**Assignment**. Exact duplicates of all the records are needed.

**Data in this exercise**.
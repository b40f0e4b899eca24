//! Google Gemini provider implementation.
//!
//! Uses the Generative Language REST API:
//! `POST {base}/v1beta/models/{model}:generateContent?key={api_key}`

use super::{http_client, DEFAULT_REQUEST_TIMEOUT};
use crate::client::{LlmClient, LlmRequest, LlmResponse, LlmUsage};
use insight_core::{AppError, AppResult};
use serde::{Deserialize, Serialize};
use std::time::Duration;

const DEFAULT_BASE_URL: &str = "https://generativelanguage.googleapis.com";

#[derive(Debug, Serialize)]
#[serde(rename_all = "camelCase")]
struct GenerateRequest {
    contents: Vec<Content>,
    #[serde(skip_serializing_if = "Option::is_none")]
    system_instruction: Option<Content>,
    generation_config: GenerationConfig,
}

#[derive(Debug, Serialize, Deserialize)]
struct Content {
    #[serde(skip_serializing_if = "Option::is_none", default)]
    role: Option<String>,
    #[serde(default)]
    parts: Vec<Part>,
}

#[derive(Debug, Serialize, Deserialize)]
struct Part {
    #[serde(default)]
    text: String,
}

#[derive(Debug, Serialize)]
#[serde(rename_all = "camelCase")]
struct GenerationConfig {
    #[serde(skip_serializing_if = "Option::is_none")]
    temperature: Option<f32>,
    #[serde(skip_serializing_if = "Option::is_none")]
    max_output_tokens: Option<u32>,
}

#[derive(Debug, Deserialize)]
#[serde(rename_all = "camelCase")]
struct GenerateResponse {
    #[serde(default)]
    candidates: Vec<Candidate>,
    #[serde(default)]
    usage_metadata: Option<UsageMetadata>,
    #[serde(default)]
    model_version: Option<String>,
}

#[derive(Debug, Deserialize)]
struct Candidate {
    content: Option<Content>,
}

#[derive(Debug, Deserialize)]
#[serde(rename_all = "camelCase")]
struct UsageMetadata {
    #[serde(default)]
    prompt_token_count: u32,
    #[serde(default)]
    candidates_token_count: u32,
}

/// Gemini LLM client.
pub struct GeminiClient {
    base_url: String,
    api_key: String,
    client: reqwest::Client,
    timeout: Duration,
}

impl GeminiClient {
    /// Create a client against the public Gemini endpoint.
    pub fn new(api_key: impl Into<String>) -> Self {
        Self::with_base_url(DEFAULT_BASE_URL, api_key)
    }

    /// Create a client with a custom base URL (proxies, test servers).
    pub fn with_base_url(base_url: impl Into<String>, api_key: impl Into<String>) -> Self {
        Self {
            base_url: base_url.into().trim_end_matches('/').to_string(),
            api_key: api_key.into(),
            client: http_client(DEFAULT_REQUEST_TIMEOUT),
            timeout: DEFAULT_REQUEST_TIMEOUT,
        }
    }

    /// Replace the per-request timeout.
    pub fn with_timeout(mut self, timeout: Duration) -> Self {
        self.client = http_client(timeout);
        self.timeout = timeout;
        self
    }

    pub fn timeout(&self) -> Duration {
        self.timeout
    }

    fn to_gemini_request(&self, request: &LlmRequest) -> GenerateRequest {
        GenerateRequest {
            contents: vec![Content {
                role: Some("user".to_string()),
                parts: vec![Part {
                    text: request.prompt.clone(),
                }],
            }],
            system_instruction: request.system.as_ref().map(|system| Content {
                role: None,
                parts: vec![Part {
                    text: system.clone(),
                }],
            }),
            generation_config: GenerationConfig {
                temperature: request.temperature,
                max_output_tokens: request.max_tokens,
            },
        }
    }

    /// Concatenate the text parts of the first candidate.
    fn convert_response(&self, response: GenerateResponse, model: &str) -> AppResult<LlmResponse> {
        let content = response
            .candidates
            .into_iter()
            .next()
            .and_then(|candidate| candidate.content)
            .map(|content| {
                content
                    .parts
                    .into_iter()
                    .map(|part| part.text)
                    .collect::<Vec<_>>()
                    .join("")
            })
            .ok_or_else(|| AppError::Llm("Gemini returned no candidates".to_string()))?;

        let usage = response
            .usage_metadata
            .map(|u| LlmUsage::new(u.prompt_token_count, u.candidates_token_count))
            .unwrap_or_default();

        Ok(LlmResponse {
            content,
            model: response.model_version.unwrap_or_else(|| model.to_string()),
            usage,
        })
    }
}

#[async_trait::async_trait]
impl LlmClient for GeminiClient {
    fn provider_name(&self) -> &str {
        "gemini"
    }

    async fn complete(&self, request: &LlmRequest) -> AppResult<LlmResponse> {
        tracing::debug!("Sending completion request to Gemini (model: {})", request.model);

        let url = format!(
            "{}/v1beta/models/{}:generateContent",
            self.base_url, request.model
        );

        let response = self
            .client
            .post(&url)
            .query(&[("key", self.api_key.as_str())])
            .json(&self.to_gemini_request(request))
            .send()
            .await
            .map_err(|e| AppError::Llm(format!("Failed to send request to Gemini: {}", e)))?;

        if !response.status().is_success() {
            let status = response.status();
            let error_text = response
                .text()
                .await
                .unwrap_or_else(|_| "Unknown error".to_string());
            return Err(AppError::Llm(format!(
                "Gemini API error ({}): {}",
                status, error_text
            )));
        }

        let body: GenerateResponse = response
            .json()
            .await
            .map_err(|e| AppError::Llm(format!("Failed to parse Gemini response: {}", e)))?;

        self.convert_response(body, &request.model)
    }
}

**Expected answer**.
repository b40f0e4b899eca24
//! Google Gemini provider implementation.
//!
//! Uses the Generative Language REST API:
//! `POST {base}/v1beta/models/{model}:generateContent?key={api_key}`

use super::{http_client, DEFAULT_REQUEST_TIMEOUT};
use crate::client::{LlmClient, LlmRequest, LlmResponse, LlmUsage};
use insight_core::{AppError, AppResult};
use serde::{Deserialize, Serialize};
use std::time::Duration;

const DEFAULT_BASE_URL: &str = "https://generativelanguage.googleapis.com";

#[derive(Debug, Serialize)]
#[serde(rename_all = "camelCase")]
struct GenerateRequest {
    contents: Vec<Content>,
    #[serde(skip_serializing_if = "Option::is_none")]
    system_instruction: Option<Content>,
    generation_config: GenerationConfig,
}

#[derive(Debug, Serialize, Deserialize)]
struct Content {
    #[serde(skip_serializing_if = "Option::is_none", default)]
    role: Option<String>,
    #[serde(default)]
    parts: Vec<Part>,
}

#[derive(Debug, Serialize, Deserialize)]
struct Part {
    #[serde(default)]
    text: String,
}

#[derive(Debug, Serialize)]
#[serde(rename_all = "camelCase")]
struct GenerationConfig {
    #[serde(skip_serializing_if = "Option::is_none")]
    temperature: Option<f32>,
    #[serde(skip_serializing_if = "Option::is_none")]
    max_output_tokens: Option<u32>,
}

#[derive(Debug, Deserialize)]
#[serde(rename_all = "camelCase")]
struct GenerateResponse {
    #[serde(default)]
    candidates: Vec<Candidate>,
    #[serde(default)]
    usage_metadata: Option<UsageMetadata>,
    #[serde(default)]
    model_version: Option<String>,
}

#[derive(Debug, Deserialize)]
struct Candidate {
    content: Option<Content>,
}

#[derive(Debug, Deserialize)]
#[serde(rename_all = "camelCase")]
struct UsageMetadata {
    #[serde(default)]
    prompt_token_count: u32,
    #[serde(default)]
    candidates_token_count: u32,
}

/// Gemini LLM client.
pub struct GeminiClient {
    base_url: String,
    api_key: String,
    client: reqwest::Client,
    timeout: Duration,
}

impl GeminiClient {
    /// Create a client against the public Gemini endpoint.
    pub fn new(api_key: impl Into<String>) -> Self {
        Self::with_base_url(DEFAULT_BASE_URL, api_key)
    }

    /// Create a client with a custom base URL (proxies, test servers).
    pub fn with_base_url(base_url: impl Into<String>, api_key: impl Into<String>) -> Self {
        Self {
            base_url: base_url.into().trim_end_matches('/').to_string(),
            api_key: api_key.into(),
            client: http_client(DEFAULT_REQUEST_TIMEOUT),
            timeout: DEFAULT_REQUEST_TIMEOUT,
        }
    }

    /// Replace the per-request timeout.
    pub fn with_timeout(mut self, timeout: Duration) -> Self {
        self.client = http_client(timeout);
        self.timeout = timeout;
        self
    }

    pub fn timeout(&self) -> Duration {
        self.timeout
    }

    fn to_gemini_request(&self, request: &LlmRequest) -> GenerateRequest {
        GenerateRequest {
            contents: vec![Content {
                role: Some("user".to_string()),
                parts: vec![Part {
                    text: request.prompt.clone(),
                }],
            }],
            system_instruction: request.system.as_ref().map(|system| Content {
                role: None,
                parts: vec![Part {
                    text: system.clone(),
                }],
            }),
            generation_config: GenerationConfig {
                temperature: request.temperature,
                max_output_tokens: request.max_tokens,
            },
        }
    }

    /// Concatenate the text parts of the first candidate.
    fn convert_response(&self, response: GenerateResponse, model: &str) -> AppResult<LlmResponse> {
        let content = response
            .candidates
            .into_iter()
            .next()
            .and_then(|candidate| candidate.content)
            .map(|content| {
                content
                    .parts
                    .into_iter()
                    .map(|part| part.text)
                    .collect::<Vec<_>>()
                    .join("")
            })
            .ok_or_else(|| AppError::Llm("Gemini returned no candidates".to_string()))?;

        let usage = response
            .usage_metadata
            .map(|u| LlmUsage::new(u.prompt_token_count, u.candidates_token_count))
            .unwrap_or_default();

        Ok(LlmResponse {
            content,
            model: response.model_version.unwrap_or_else(|| model.to_string()),
            usage,
        })
    }
}

#[async_trait::async_trait]
impl LlmClient for GeminiClient {
    fn provider_name(&self) -> &str {
        "gemini"
    }

    async fn complete(&self, request: &LlmRequest) -> AppResult<LlmResponse> {
        tracing::debug!("Sending completion request to Gemini (model: {})", request.model);

        let url = format!(
            "{}/v1beta/models/{}:generateContent",
            self.base_url, request.model
        );

        let response = self
            .client
            .post(&url)
            .query(&[("key", self.api_key.as_str())])
            .json(&self.to_gemini_request(request))
            .send()
            .await
            .map_err(|e| AppError::Llm(format!("Failed to send request to Gemini: {}", e)))?;

        if !response.status().is_success() {
            let status = response.status();
            let error_text = response
                .text()
                .await
                .unwrap_or_else(|_| "Unknown error".to_string());
            return Err(AppError::Llm(format!(
                "Gemini API error ({}): {}",
                status, error_text
            )));
        }

        let body: GenerateResponse = response
            .json()
            .await
            .map_err(|e| AppError::Llm(format!("Failed to parse Gemini response: {}", e)))?;

        self.convert_response(body, &request.model)
    }
}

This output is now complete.